立ち止まっている時間はない
来週、ADRの3回目の話し合いが行われる予定となっている私。今回は、西武信金と私に対して仲裁人から何らかの和解案の提示がされるものと予想しています。和解案を受ける・受けないは提示されたあとに弁護士と相談しながら考えることにします。
そんな私のこれまでの経験から、特に収益用不動産取引における詐欺的被害に遭われている方は立ち止まることなく、今すぐにでも行動を起こして欲しいと考えています。
すぐに動く必要性
解決に向けて誰ががあなたのために率先して動いてくれることなどあり得ず、全ては自分が動くことからしかはじまりません。立ち止まっていても何ひとつ解決しないどころか、逆に自分の首を締めていくだけです。監督官庁である行政機関が動くのは最後の最後、それでも動かない可能性すらあります。

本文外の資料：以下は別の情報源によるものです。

//! Local + external ref→URL/fileid resolution (spec §4.6).

use std::collections::HashMap;

use parking_lot::Mutex;

use crate::ast::Node;
use crate::fileid::FileId;
use crate::intersphinx::Inventory;

#[derive(Debug, Clone)]
pub struct LocalDefinition {
    pub canonical_name: String,
    pub fileid: FileId,
    pub title_nodes: Vec<Node>,
    pub html5_id: String,
}

#[derive(Debug, Clone)]
pub enum TargetResult {
    Internal {
        fileid: FileId,
        html5_id: String,
        canonical: String,
        title: Vec<Node>,
    },
    External {
        url: String,
        canonical: String,
        title: Vec<Node>,
    },
}

#[derive(Default)]
struct Inner {
    intersphinx_inventories: HashMap<String, Inventory>,
    local_definitions: HashMap<String, Vec<LocalDefinition>>,
}

/// `{intersphinx_inventories, local_definitions}` guarded by one mutex,
/// matching the original implementation's locking granularity.
#[derive(Default)]
pub struct TargetDatabase {
    inner: Mutex<Inner>,
}

fn normalize_key(key: &str) -> String {
    key.split_whitespace().collect::<Vec<_>>().join(" ")
}

impl TargetDatabase {
    pub fn new() -> Self {
        Self::default()
    }

    /// Records a `LocalDefinition` for each alias. The alias with the
    /// most `.` separators becomes the canonical name used for titles
    /// in cross-file ref serialization.
    pub fn define_local_target(
        &self,
        domain: &str,
        name: &str,
        targets: &[String],
        fileid: FileId,
        title_nodes: Vec<Node>,
        html5_id: String,
    ) {
        if targets.is_empty() {
            return;
        }
        let canonical = targets
            .iter()
            .max_by_key(|t| t.matches('.').count())
            .cloned()
            .unwrap_or_default();

        let mut inner = self.inner.lock();
        for target in targets {
            let normalized = normalize_key(target);
            let key = format!("{domain}:{name}:{normalized}");
            inner.local_definitions.entry(key).or_default().push(LocalDefinition {
                canonical_name: canonical.clone(),
                fileid: fileid.clone(),
                title_nodes: title_nodes.clone(),
                html5_id: html5_id.clone(),
            });
        }
    }

    /// Normalizes `key`, then tries local definitions first, then each
    /// intersphinx inventory in configuration order (with a
    /// case-insensitive fallback logged at debug level — preserved per
    /// spec §9 open question).
    pub fn lookup(&self, key: &str) -> Vec<TargetResult> {
        let normalized = normalize_key(key);
        let inner = self.inner.lock();

        if let Some(defs) = inner.local_definitions.get(&normalized) {
            return defs
                .iter()
                .map(|d| TargetResult::Internal {
                    fileid: d.fileid.clone(),
                    html5_id: d.html5_id.clone(),
                    canonical: d.canonical_name.clone(),
                    title: d.title_nodes.clone(),
                })
                .collect();
        }

        let mut results = Vec::new();
        for inventory in inner.intersphinx_inventories.values() {
            if let Some(def) = inventory.get(&normalized) {
                results.push(external_result(inventory, def));
                continue;
            }
            let lowered = normalized.to_lowercase();
            if lowered != normalized {
                if let Some(def) = inventory.get(&lowered) {
                    tracing::debug!(key = %normalized, "intersphinx lookup used case-insensitive fallback");
                    results.push(external_result(inventory, def));
                }
            }
        }
        results
    }

    /// Atomically swaps the inventory map. Fetching is the external
    /// collaborator's job (spec §1); this accepts already-fetched
    /// inventories keyed by URL and simply installs them, collecting
    /// any `(url, error)` pairs the caller already knows about.
    pub fn reset(&self, fetched: HashMap<String, Inventory>) {
        let mut inner = self.inner.lock();
        inner.intersphinx_inventories = fetched;
        inner.local_definitions.clear();
    }

    /// Deep-copies only the intersphinx inventories, seeding a fresh
    /// postprocessor run's working target database while local
    /// definitions are rebuilt from scratch every pass.
    pub fn copy_clean_slate(&self) -> TargetDatabase {
        let inner = self.inner.lock();
        let copy = Inner {
            intersphinx_inventories: inner.intersphinx_inventories.clone(),
            local_definitions: HashMap::new(),
        };
        TargetDatabase { inner: Mutex::new(copy) }
    }

    /// Builds a reverse intersphinx inventory from local definitions so
    /// this project's targets can be published for another project.
    /// The `(std, doc)` role omits the `#html5_id` anchor, matching the
    /// original implementation's special case.
    pub fn generate_inventory(&self, base_url: &str) -> Inventory {
        let inner = self.inner.lock();
        let mut targets = HashMap::new();
        for (key, defs) in inner.local_definitions.iter() {
            let parts: Vec<&str> = key.splitn(3, ':').collect();
            if parts.len() != 3 {
                continue;
            }
            let (domain, role, name) = (parts[0], parts[1], parts[2]);
            if let Some(def) = defs.first() {
                let uri = if (domain, role) == ("std", "doc") {
                    def.fileid.without_known_suffix()
                } else {
                    format!("{}#{}", def.fileid.without_known_suffix(), def.html5_id)
                };
                targets.insert(
                    key.to_lowercase(),
                    crate::intersphinx::TargetDefinition {
                        name: name.to_string(),
                        role: (domain.to_string(), role.to_string()),
                        priority: 1,
                        uri,
                        display_name: def.canonical_name.clone(),
                    },
                );
            }
        }
        Inventory {
            base_url: base_url.to_string(),
            targets,
        }
    }
}

fn external_result(
    inventory: &Inventory,
    def: &crate::intersphinx::TargetDefinition,
) -> TargetResult {
    let url = format!("{}{}", inventory.base_url, def.uri);
    TargetResult::External {
        url,
        canonical: def.name.clone(),
        title: vec![crate::ast::Node::new(
            crate::ast::Span::new(0),
            crate::ast::NodeData::Text {
                value: def.display_name.clone(),
            },
        )],
    }
}

#[cfg(test)]
mod tests {
    use super::*;

    #[test]
    fn local_beats_intersphinx() {
        let db = TargetDatabase::new();
        db.define_local_target(
            "std",
            "label",
            &["a".to_string()],
            FileId::new("page.rst"),
            vec![],
            "a".to_string(),
        );
        let mut inv = Inventory::default();
        inv.targets.insert(
            "std:label:a".to_string(),
            crate::intersphinx::TargetDefinition {
                name: "a".into(),
                role: ("std".into(), "label".into()),
                priority: 1,
                uri: "x".into(),
                display_name: "a".into(),
            },
        );
        db.reset(HashMap::from([("base".to_string(), inv)]));
        db.define_local_target(
            "std",
            "label",
            &["a".to_string()],
            FileId::new("page.rst"),
            vec![],
            "a".to_string(),
        );
        let results = db.lookup("std:label:a");
        assert_eq!(results.len(), 1);
        assert!(matches!(results[0], TargetResult::Internal { .. }));
    }

    #[test]
    fn canonical_name_has_most_dots() {
        let db = TargetDatabase::new();
        db.define_local_target(
            "std",
            "label",
            &["a".to_string(), "a.b.c".to_string(), "a.b".to_string()],
            FileId::new("page.rst"),
            vec![],
            "a".to_string(),
        );
        let results = db.lookup("std:label:a.b.c");
        match &results[0] {
            TargetResult::Internal { canonical, .. } => assert_eq!(canonical, "a.b.c"),
            other => panic!("unexpected {other:?}"),
        }
    }
}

何10年にもかけて融資の返済は続きますし、返済を止めてしまうと金利15%前後の遅延損害金が発生し続けてます。そして最終的に自分が司法手続きで負けてしまえば
- 不正な融資の元金+その不正に乗せられた金利の返済
- その不正な融資に対しての高金利な遅延損害金
何もしなければさらなる損害が増えるだけなのです。自分への損害を最小限にするためにはできるだけ早く「解決に向けて自らが動き出す」それしかありません。
裁判を勧めない理由
最初に逆説的な話しになってしまいますが、収益用不動産取引における詐欺的被害に対して「裁判はお勧めできません」。その理由は既に何度も書いていますが
自己責任
ほとんどの場合において、この大きく立ちはだかる壁を超えられない=勝てない=負けるからです。
日々、様々なSNSやブログをチェックしていますが
騙されたほうより騙したほうが悪いに決まってるのだから自己責任で済ませる話しではない
こんな意見を散見します。
私も2019年5月24日の業務改善命令から今日までずっとそう思っていますのでその気持ちは痛いほどわかります。ただ、だからと言って相手に騙されたことを盾に司法で争おうとしても
- その土俵にすら立てない
- 立てても勝てない
この現実にも正面から向き合ってもらう必要があります。それほどまでに自己責任は重いのです。
被害者の一方的な論理は通じない
知らなかった、説明を受けていない、抱合せで別の契約も押し付けられた、書面をもらっていない、みんなやってるから大丈夫と言われた、あとで嘘だとわかった、、、。はっきり言います。これらはそもそも被害者自身が確認しなければいけないものであり、それらを行っていないことは被害者の過失です。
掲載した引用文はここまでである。